There is no way to do any justice to the work Walker Evans [1903-1975] in a single blog entry. In fact, you could talk for an hour on any of several of his best images--his work has depths and echoes and subtle corners that you can follow down into circuitous passageways of speculation and meditation.
Here's one--Morgantown, West Virginia, 1935--that seems to contain so much information it overwhelms the visual imagination. What's immediately apparent in almost every Walker Evans photograph, is the undeniable, indelible imprint of the American landscape, crisp and immediate, as exact as a sliced microscopic specimen slide, cut to reveal a familiar cross-section of a world that comes down to us perfectly embalmed, the shock of recognition hanging in the air like flash-powder.
In a prose poem I wrote about a Civil War photograph in the 1970's, I said this--
He is haunted by the irretrievability of this instant, instance, captured in such novel detail it appears to reveal more than it should, or rather promises to vouchsafe, or to discover, some clue that will lead in an unbroken line of descent to this moment of his existence, and so render a meaning, however oblique, to the act of his looking. 1
Looking at a Walker Evans photograph from the 1930's, one feels an overwhelming, a haunting presence, of the Depression years. Evans's images always have a dated feel, it's like a charge-tag on a fetish object, saying (in effect) "the price we paid for the picturesque decay that capitalism and mindless settlement brought can never be refunded"--not in their lifetimes, or in yours. Despite the cleansing prosperity of the post-War years, the memory of rural disintegration, the degradation of the industrial belt culture, we can't erase the sacrifice of a whole generation to the tin gods of Mammon. As the Dionysian 'Twenties passed into tawdry memory, the guilt and regret of the 'Thirties broke the back of the American conscience, filling us with awed stupefaction. Evans's images are like mug-shots of a whole era of dazed shell-shock, the aftermath of the class war laid bare like the rubble of a bombed city.
Here, the superimposition of a utility pole with cross supports, and mounted insulating glass heads, creates a grid through which a hillside residential community is seen in a panoramic spread. The angle of the shot suggests that the the bird's-eye-view was made from a high point across a ravine or another hill opposite. The structure of the horizontal timbers sets up a layering of space, of a distribution of the visual field that's like a metaphor for the electric/telephone line grid of which the utility pole is one distribution node. The power of the power grid, of big utility control linking up all the separate entities into a single exploitation net. The subversive power of the picture, to summon in one graphic snapshot all the implication of regimentation and organized system.
But an Evans photograph rarely looks staged. There's also a kind of blankness. No one designing the placement of utility poles would ever imagine the purposes to which a structure like this might be put. Utility poles are like the semiotic for service, the literal arm of capital tracking usage--the life-line of the rate-schedule. Contrarily, one might impute the symbolic significance of the line-pole as linking or consolidating the community, though its dominant fore-grounded position suggests otherwise.

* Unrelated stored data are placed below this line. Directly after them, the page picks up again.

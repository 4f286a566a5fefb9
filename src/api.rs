use crate::config::CoordinateSource;
use crate::error::*;
use crate::service::*;
use crate::structs::*;

use chrono::{DateTime, FixedOffset};
use reqwest::header::{ACCEPT, CONTENT_TYPE, USER_AGENT};
use serde_json::Value;
use std::time::Duration;

pub const DEFAULT_API_BASE: &str = "http://transport.opendata.ch/v1";
pub const GEOIP_URL: &str = "http://ip-api.com/json";

const AGENT: &str = concat!("puenktli/", env!("CARGO_PKG_VERSION"));

fn build_client(timeout: Duration) -> Result<reqwest::Client, reqwest::Error> {
    reqwest::Client::builder().timeout(timeout).build()
}

//////////////////////////////////////////////////////////
// Transport API
//////////////////////////////////////////////////////////
#[derive(Debug, Clone)]
pub struct TransportClient {
    client: reqwest::Client,
    base_url: String,
}

impl TransportClient {
    pub fn new(base_url: &str, timeout: Duration) -> Result<Self, reqwest::Error> {
        Ok(Self {
            client: build_client(timeout)?,
            base_url: base_url.trim_end_matches('/').to_string(),
        })
    }

    /// Closest station with an id. The API orders stations by distance.
    pub async fn nearest_stop(&self, location: &Location) -> Result<Stop, ResolutionError> {
        // x is the latitude and y the longitude on this API
        let resp = self
            .client
            .get(format!("{}/locations", self.base_url))
            .query(&[
                ("x", location.latitude.to_string()),
                ("y", location.longitude.to_string()),
                ("type", "station".to_string()),
            ])
            .header(ACCEPT, "application/json")
            .header(USER_AGENT, AGENT)
            .send()
            .await?;

        if !resp.status().is_success() {
            return Err(ResolutionError::Status(resp.status()));
        }
        let body = resp.text().await?;
        let json: Value =
            serde_json::from_str(&body).map_err(|e| ResolutionError::Malformed(e.to_string()))?;

        parse_stations(&json)?
            .into_iter()
            .next()
            .ok_or(ResolutionError::NoStopFound {
                latitude: location.latitude,
                longitude: location.longitude,
            })
    }

    pub async fn get_stationboard(
        &self,
        stop: &Stop,
        limit: usize,
    ) -> Result<Vec<Connection>, FetchError> {
        let resp = self
            .client
            .get(format!("{}/stationboard", self.base_url))
            .query(&[("id", stop.id.clone()), ("limit", limit.to_string())])
            .header(CONTENT_TYPE, "application/json")
            .header(ACCEPT, "application/json")
            .header(USER_AGENT, AGENT)
            .send()
            .await?;

        if !resp.status().is_success() {
            return Err(FetchError::Status(resp.status()));
        }
        let body = resp.text().await?;
        let json: Value =
            serde_json::from_str(&body).map_err(|e| FetchError::Malformed(e.to_string()))?;

        parse_stationboard(&json, &stop.id)
    }
}

impl StationboardSource for TransportClient {
    async fn stationboard(&self, stop: &Stop, limit: usize) -> Result<Vec<Connection>, FetchError> {
        self.get_stationboard(stop, limit).await
    }
}

//////////////////////////////////////////////////////////
// IP geolocation
//////////////////////////////////////////////////////////
#[derive(Debug, Clone)]
pub struct GeoIpClient {
    client: reqwest::Client,
    url: String,
}

impl GeoIpClient {
    pub fn new(timeout: Duration) -> Result<Self, reqwest::Error> {
        Ok(Self {
            client: build_client(timeout)?,
            url: GEOIP_URL.to_string(),
        })
    }

    pub async fn fetch_location(&self) -> Result<Location, ResolutionError> {
        let resp = self
            .client
            .get(&self.url)
            .header(ACCEPT, "application/json")
            .header(USER_AGENT, AGENT)
            .send()
            .await?;

        if !resp.status().is_success() {
            return Err(ResolutionError::Status(resp.status()));
        }
        let body = resp.text().await?;
        let json: Value =
            serde_json::from_str(&body).map_err(|e| ResolutionError::Malformed(e.to_string()))?;

        parse_geoip(&json)
    }
}

/// Resolves the configured coordinates, or the machine's IP location, to the
/// nearest stop.
#[derive(Debug, Clone)]
pub struct NearestStop {
    coordinates: CoordinateSource,
    transport: TransportClient,
    geoip: GeoIpClient,
}

impl NearestStop {
    pub fn new(coordinates: CoordinateSource, transport: TransportClient, geoip: GeoIpClient) -> Self {
        Self {
            coordinates,
            transport,
            geoip,
        }
    }
}

impl StopLocator for NearestStop {
    async fn locate(&self) -> Result<Stop, ResolutionError> {
        let location = match &self.coordinates {
            CoordinateSource::Fixed(location) => location.clone(),
            CoordinateSource::GeoIp => {
                let location = self.geoip.fetch_location().await?;
                log::info!(
                    "IP location: {} ({}, {})",
                    location.name.as_deref().unwrap_or("Unknown Location"),
                    location.latitude,
                    location.longitude
                );
                location
            }
        };
        self.transport.nearest_stop(&location).await
    }
}

//////////////////////////////////////////////////////////
// Response parsing
//////////////////////////////////////////////////////////

/// Stations with a usable id, in response order. Address matches come back
/// without an id and are skipped.
pub fn parse_stations(json: &Value) -> Result<Vec<Stop>, ResolutionError> {
    let stations = json["stations"]
        .as_array()
        .ok_or_else(|| ResolutionError::Malformed("missing `stations` array".to_string()))?;

    Ok(stations
        .iter()
        .filter_map(|s| {
            let id = string_or_number(&s["id"])?;
            if id.is_empty() {
                return None;
            }
            let name = s["name"].as_str().unwrap_or("Unknown").to_string();
            Some(Stop { id, name })
        })
        .collect())
}

/// Stationboard entries as connections of `stop_id`. Entries without a
/// parseable departure are skipped one by one.
pub fn parse_stationboard(json: &Value, stop_id: &str) -> Result<Vec<Connection>, FetchError> {
    let entries = json["stationboard"]
        .as_array()
        .ok_or_else(|| FetchError::Malformed("missing `stationboard` array".to_string()))?;

    let mut connections = vec![];
    for entry in entries.iter() {
        match parse_entry(entry, stop_id) {
            Some(c) => connections.push(c),
            None => log::debug!("Skipping stationboard entry: {}", entry),
        }
    }
    Ok(connections)
}

fn parse_entry(entry: &Value, stop_id: &str) -> Option<Connection> {
    let stop = &entry["stop"];
    let departure = parse_departure_time(stop["departure"].as_str()?)?;

    let category = entry["category"].as_str().unwrap_or("");
    let number = string_or_number(&entry["number"]).unwrap_or_default();
    let line = format!("{} {}", category, number).trim().to_string();

    let platform = string_or_number(&stop["platform"]).filter(|p| !p.trim().is_empty());

    Some(Connection {
        line,
        destination: entry["to"].as_str()?.to_string(),
        departure,
        platform,
        delay: stop["delay"].as_i64(),
        stop_id: stop_id.to_string(),
    })
}

/// Parses an ISO-8601 timestamp with offset, e.g. `2024-06-01T14:05:00+0200`
/// or `2024-06-01T14:05:00+02:00`. Timestamps without an offset are rejected.
pub fn parse_departure_time(s: &str) -> Option<DateTime<FixedOffset>> {
    let s = s.trim();
    if s.is_empty() {
        return None;
    }
    DateTime::parse_from_rfc3339(s)
        .or_else(|_| DateTime::parse_from_str(s, "%Y-%m-%dT%H:%M:%S%z"))
        .ok()
}

fn parse_geoip(json: &Value) -> Result<Location, ResolutionError> {
    if let Some(status) = json["status"].as_str() {
        if status != "success" {
            let reason = json["message"].as_str().unwrap_or(status);
            return Err(ResolutionError::Malformed(format!("geolocation failed: {}", reason)));
        }
    }
    let latitude = json["lat"]
        .as_f64()
        .ok_or_else(|| ResolutionError::Malformed("missing `lat`".to_string()))?;
    let longitude = json["lon"]
        .as_f64()
        .ok_or_else(|| ResolutionError::Malformed("missing `lon`".to_string()))?;
    let name = json["city"].as_str().map(ToOwned::to_owned);
    Ok(Location::new(latitude, longitude, name))
}

fn string_or_number(v: &Value) -> Option<String> {
    match v {
        Value::String(s) => Some(s.to_owned()),
        Value::Number(n) => Some(n.to_string()),
        _ => None,
    }
}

Like most Evans prints, this one is full scale, from the deep black of the shadow on the under side of the cross-bar, to the white siding of the building a little bit to the right--but its glory is in the sensual range of grey tones distributed across the whole frame, suggesting a full panoply of colors, without having to balance them through the bias of the color spectrum. Evans is among those photographers for whom the black & white medium seems to have been created, whose imagination, aesthetic vision, and subject matter are all of a piece. Despite the amazing quality of his images, Evans didn't place much emphasis on darkroom work, and relegated this drudgery to others. What this tells us about "print quality" or the "negative as score" is unclear. The whole tendency of the critical thinking about photography over the last fifty years has been to honor the entire process, from choice of lens, through the mounted print, even to decisive sequencing and display.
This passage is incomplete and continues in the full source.